Figure 2.

α3 promotes CRC cell migration via p53-PTEN/IGFBP3-mediated mTOR. (A, B) The mRNA expression levels of p53 downstream targets PTEN, TSC2, AMPK1, IGFBP3 and PhLDA3 were analyzed by qPCR in HCT-116 cells after knockdown of α3 for 48 h (A) or in HT29 cells upon overexpression of α3 for 48 h (B). (C, D) HCT-116 or HT29 cells were transfected with the indicated plasmids or siRNAs for 48 h. The protein levels of α3, P53, PTEN, IGFBP3, p-AKT, mTOR, p-mTOR, and E-cadherin were analyzed by Western blotting. (E, F) HCT-116 cells were transfected with the indicated siRNAs for 48 h.
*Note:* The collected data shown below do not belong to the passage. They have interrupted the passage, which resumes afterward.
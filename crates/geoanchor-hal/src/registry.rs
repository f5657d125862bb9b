//! [`SensorRegistry`] – the set of drivers a session runs against.
//!
//! Holds at most one provider of each kind plus the renderer. A missing slot
//! is not an error at construction time; it surfaces as
//! [`GeoError::SensorUnavailable`] when the session tries to start that
//! stream, which leaves the pipeline in its empty-output state.

use geoanchor_types::{GeoError, LandmarkPlacement};

use crate::compass::CompassProvider;
use crate::location::LocationProvider;
use crate::renderer::PlacementRenderer;
use crate::tracking::TrackingProvider;

/// Driver registry for one session.
#[derive(Default)]
pub struct SensorRegistry {
    location: Option<Box<dyn LocationProvider>>,
    compass: Option<Box<dyn CompassProvider>>,
    tracking: Option<Box<dyn TrackingProvider>>,
    renderer: Option<Box<dyn PlacementRenderer>>,
}

impl SensorRegistry {
    /// Create an empty registry.
    pub fn new() -> Self {
        Self::default()
    }

    /// Register the location provider, replacing any previous one.
    pub fn register_location(&mut self, provider: Box<dyn LocationProvider>) {
        self.location = Some(provider);
    }

    /// Register the compass provider, replacing any previous one.
    pub fn register_compass(&mut self, provider: Box<dyn CompassProvider>) {
        self.compass = Some(provider);
    }

    /// Register the tracking provider, replacing any previous one.
    pub fn register_tracking(&mut self, provider: Box<dyn TrackingProvider>) {
        self.tracking = Some(provider);
    }

    /// Register the renderer, replacing any previous one.
    pub fn register_renderer(&mut self, renderer: Box<dyn PlacementRenderer>) {
        self.renderer = Some(renderer);
    }

    /// # Errors
    ///
    /// Returns [`GeoError::SensorUnavailable`] when no location provider is
    /// registered.
    pub fn location_mut(&mut self) -> Result<&mut dyn LocationProvider, GeoError> {
        match self.location.as_mut() {
            Some(p) => Ok(p.as_mut()),
            None => Err(not_registered("location")),
        }
    }

    /// # Errors
    ///
    /// Returns [`GeoError::SensorUnavailable`] when no compass is registered.
    pub fn compass_mut(&mut self) -> Result<&mut dyn CompassProvider, GeoError> {
        match self.compass.as_mut() {
            Some(p) => Ok(p.as_mut()),
            None => Err(not_registered("compass")),
        }
    }

    /// # Errors
    ///
    /// Returns [`GeoError::SensorUnavailable`] when no tracking provider is
    /// registered.
    pub fn tracking_mut(&mut self) -> Result<&mut dyn TrackingProvider, GeoError> {
        match self.tracking.as_mut() {
            Some(p) => Ok(p.as_mut()),
            None => Err(not_registered("tracking")),
        }
    }

    /// Hand `placements` to the renderer. Returns `false` if none is
    /// registered.
    pub fn render(&mut self, placements: &[LandmarkPlacement]) -> bool {
        match self.renderer.as_mut() {
            Some(r) => {
                r.render(placements);
                true
            }
            None => false,
        }
    }

    pub fn has_renderer(&self) -> bool {
        self.renderer.is_some()
    }
}

impl std::fmt::Debug for SensorRegistry {
    fn fmt(&self, f: &mut std::fmt::Formatter<'_>) -> std::fmt::Result {
        f.debug_struct("SensorRegistry")
            .field("location", &self.location.as_ref().map(|p| p.id().to_string()))
            .field("compass", &self.compass.as_ref().map(|p| p.id().to_string()))
            .field("tracking", &self.tracking.as_ref().map(|p| p.id().to_string()))
            .field("renderer", &self.renderer.as_ref().map(|r| r.id().to_string()))
            .finish()
    }
}

fn not_registered(kind: &str) -> GeoError {
    GeoError::SensorUnavailable {
        sensor: kind.to_string(),
        details: format!("no {kind} provider is registered"),
    }
}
A portion of cells was harvested for Western blotting (E). The other portions were replated into Transwell plates overnight and stained with crystal violet (0.5% w/v) (F). (G) HCT-116 cells were treated with the mTOR inhibitors rapamycin (Rapa, 0.1 µM) and sapanisertib (Sapa, 0.5 µM) for 48 h, followed by crystal violet (0.5% w/v) staining to test cell migration. Scale bar, 100 µm. The data are expressed as the mean ± SEM (n=3). Two-way ANOVA with Bonferroni’s multiple comparisons test was used in (A, B). One-way ANOVA with Tukey’s multiple comparisons test was used in (F, G). *p ≤ 0.05, ***p ≤ 0.001.